Tobacco manufacturers further argue that the government of Bangladesh collects a large amount of tax revenue from their goods at various levels of production. Accordingly, they claim that a rise in the tax rate would decrease the sale of goods, which, in essence, would cost the government critical tax revenues from the industry, which would also trigger an increase in smuggling on a colossal scale.
Tax income from tobacco farmers is collected by the government in several ways. Some of these include value-added tax, customs duty, supplemental taxes and duties on tobacco products manufactured locally, as well as on imported tobacco products.
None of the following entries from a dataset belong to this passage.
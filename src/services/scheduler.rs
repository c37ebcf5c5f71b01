//! 限定并发的抓取调度器
//!
//! 任务按并发上限分批；每批为每个任务启动一个短生命周期的 worker，
//! worker 完成后在本批的完成通道上发送且只发送一条消息。
//! 驱动方对每个已启动的 worker 做一次带超时的接收，超时即视为该任务失败，
//! 不会强制终止 worker，迟到的消息随通道一起被丢弃。

use futures::future::BoxFuture;
use futures::FutureExt;
use log::{debug, info, warn};
use std::sync::Arc;
use std::time::Duration;
use thiserror::Error;
use tokio::sync::mpsc;

use crate::models::AssetQuote;

#[derive(Error, Debug, Clone, PartialEq, Eq)]
#[error("cannot launch worker: {0}")]
pub struct SpawnError(pub String);

/// Launches detached workers for the scheduler.
pub trait Spawner: Send + Sync {
    /// Checks whether workers can be launched at all.
    fn check_available(&self) -> Result<(), SpawnError>;

    fn spawn(&self, task: BoxFuture<'static, ()>) -> Result<(), SpawnError>;
}

/// 在当前 tokio 运行时上启动 worker
#[derive(Debug, Default, Clone, Copy)]
pub struct TokioSpawner;

impl Spawner for TokioSpawner {
    fn check_available(&self) -> Result<(), SpawnError> {
        tokio::runtime::Handle::try_current()
            .map(|_| ())
            .map_err(|e| SpawnError(e.to_string()))
    }

    fn spawn(&self, task: BoxFuture<'static, ()>) -> Result<(), SpawnError> {
        let handle = tokio::runtime::Handle::try_current().map_err(|e| SpawnError(e.to_string()))?;
        handle.spawn(task);
        Ok(())
    }
}

/// 一个抓取任务：独占一个输出槽位
#[derive(Debug, Clone)]
pub struct FetchTask {
    pub index: usize,
    pub symbol: String,
    pub quote: AssetQuote,
}

/// 执行单个任务的抓取、重试与解析，返回写好的槽位和是否成功
pub type FetchUnit = Arc<dyn Fn(FetchTask) -> BoxFuture<'static, (AssetQuote, bool)> + Send + Sync>;

/// 单个任务的结果；超时或启动失败时没有槽位内容
#[derive(Debug, Clone)]
pub struct TaskOutcome {
    pub index: usize,
    pub symbol: String,
    pub quote: Option<AssetQuote>,
    pub success: bool,
}

#[derive(Debug, Clone, Default, PartialEq, Eq)]
pub struct BatchReport {
    pub batches: usize,
    pub launched: usize,
    pub signals: usize,
    pub timeouts: usize,
    pub launch_failures: usize,
    pub succeeded: usize,
    pub sequential: bool,
}

struct Completion {
    position: usize,
    quote: Option<AssetQuote>,
    success: bool,
}

pub struct BoundedScheduler {
    max_concurrency: usize,
    task_timeout: Duration,
    cooldown: Duration,
    spawner: Arc<dyn Spawner>,
}

impl BoundedScheduler {
    pub fn new(max_concurrency: usize, task_timeout: Duration, cooldown: Duration) -> Self {
        Self {
            max_concurrency: max_concurrency.max(1),
            task_timeout,
            cooldown,
            spawner: Arc::new(TokioSpawner),
        }
    }

    pub fn with_spawner(mut self, spawner: Arc<dyn Spawner>) -> Self {
        self.spawner = spawner;
        self
    }

    pub fn max_concurrency(&self) -> usize {
        self.max_concurrency
    }

    /// 批次数 = ⌈N / C⌉
    pub fn batch_count(&self, tasks: usize) -> usize {
        (tasks + self.max_concurrency - 1) / self.max_concurrency
    }

    pub async fn run(&self, tasks: Vec<FetchTask>, unit: FetchUnit) -> (Vec<TaskOutcome>, BatchReport) {
        let mut outcomes: Vec<TaskOutcome> = tasks
            .iter()
            .map(|t| TaskOutcome {
                index: t.index,
                symbol: t.symbol.clone(),
                quote: None,
                success: false,
            })
            .collect();

        let report = match self.spawner.check_available() {
            Ok(()) => self.run_batched(tasks, unit, &mut outcomes).await,
            Err(e) => {
                warn!("Worker pool unavailable ({}), falling back to sequential", e);
                self.run_sequential(tasks, unit, &mut outcomes).await
            }
        };

        info!(
            "Fetch complete: {}/{} succeeded ({} batches, {} timeouts, {} launch failures{})",
            report.succeeded,
            outcomes.len(),
            report.batches,
            report.timeouts,
            report.launch_failures,
            if report.sequential { ", sequential" } else { "" }
        );
        (outcomes, report)
    }

    async fn run_sequential(
        &self,
        tasks: Vec<FetchTask>,
        unit: FetchUnit,
        outcomes: &mut [TaskOutcome],
    ) -> BatchReport {
        let mut report = BatchReport {
            sequential: true,
            ..Default::default()
        };
        for (position, task) in tasks.into_iter().enumerate() {
            report.launched += 1;
            let (quote, success) = unit(task).await;
            report.signals += 1;
            if success {
                report.succeeded += 1;
            }
            outcomes[position].quote = Some(quote);
            outcomes[position].success = success;
        }
        report
    }

    async fn run_batched(
        &self,
        tasks: Vec<FetchTask>,
        unit: FetchUnit,
        outcomes: &mut [TaskOutcome],
    ) -> BatchReport {
        let mut report = BatchReport::default();
        let total = tasks.len();
        let mut pending = tasks.into_iter().enumerate().peekable();

        while pending.peek().is_some() {
            let batch: Vec<(usize, FetchTask)> = pending.by_ref().take(self.max_concurrency).collect();
            let batch_len = batch.len();
            report.batches += 1;
            debug!("Launching batch {} of {} tasks", report.batches, batch_len);

            let symbols: Vec<(usize, String)> =
                batch.iter().map(|(position, task)| (*position, task.symbol.clone())).collect();
            let (tx, mut rx) = mpsc::channel::<Completion>(batch_len);
            for (position, task) in batch {
                report.launched += 1;
                let worker_tx = tx.clone();
                let unit = Arc::clone(&unit);
                let symbol = task.symbol.clone();
                let worker = async move {
                    let (quote, success) = unit(task).await;
                    // 无论成败都要发信号；驱动方若已超时放弃，发送失败即丢弃
                    let _ = worker_tx
                        .send(Completion {
                            position,
                            quote: Some(quote),
                            success,
                        })
                        .await;
                }
                .boxed();

                if let Err(e) = self.spawner.spawn(worker) {
                    warn!("Failed to launch worker for {}: {}", symbol, e);
                    report.launch_failures += 1;
                    let _ = tx.try_send(Completion {
                        position,
                        quote: None,
                        success: false,
                    });
                }
            }
            drop(tx);

            let mut received = Vec::with_capacity(batch_len);
            for _ in 0..batch_len {
                match tokio::time::timeout(self.task_timeout, rx.recv()).await {
                    Ok(Some(done)) => {
                        report.signals += 1;
                        received.push(done.position);
                        if done.success {
                            report.succeeded += 1;
                        }
                        outcomes[done.position].quote = done.quote;
                        outcomes[done.position].success = done.success;
                    }
                    // 所有发送端都已释放，不会再有信号
                    Ok(None) => break,
                    Err(_) => {
                        report.timeouts += 1;
                        warn!("Task wait timed out after {:?}", self.task_timeout);
                    }
                }
            }
            for (position, symbol) in &symbols {
                if !received.contains(position) {
                    warn!("Task {} ({}) abandoned without completion", position, symbol);
                }
            }

            if report.launched < total && !self.cooldown.is_zero() {
                tokio::time::sleep(self.cooldown).await;
            }
        }
        report
    }
}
The tobacco industry persuades tobacco farmers to continue and increase the production of tobacco by providing different benefits, including loan and purchasing back guarantee. Farmers, on the one hand, are caught up in a vicious debt trap and, on the other hand, finding tobacco farming to be lucrative without taking into account the private costs, including unpaid family work, the health threats incurred by the handling of tobacco and the social costs, including the environmental damage to the earth, water and forest resources levied by the production of tobacco.
The primary national legislation regarding tobacco is The Smoking and Tobacco Products Usage (Control) Act, 2005, as amended by the Smoking and Tobacco Products Usage (Control) (Amendment) Act, 2013. This act bans smoking in certain public places and offices, but in some places, such as restaurants and hotels, smoking facilities are allowed. With some smoking areas authorized in these places, many public areas (for example children's parks, fairs and bus stops) are also smoke-free.
Previously, the cigarette packets required health alerts, but they were very small, weak and incomprehensible to almost half of the illiterate population in this country. Now, Graphic Health Notices covering at least 50 percent of the front and back of smoking and smokeless cigarette packaging in the Bengali text are also required and all tobacco advertisement, promotion and sponsorship are prevented.
Article 18 of the WHO Framework Convention on Tobacco Control (FCTC) calls for the protection of the environment and the welfare of people engaged in the production of tobacco, and Article 17 stresses alternative livelihoods for tobacco growers and workers.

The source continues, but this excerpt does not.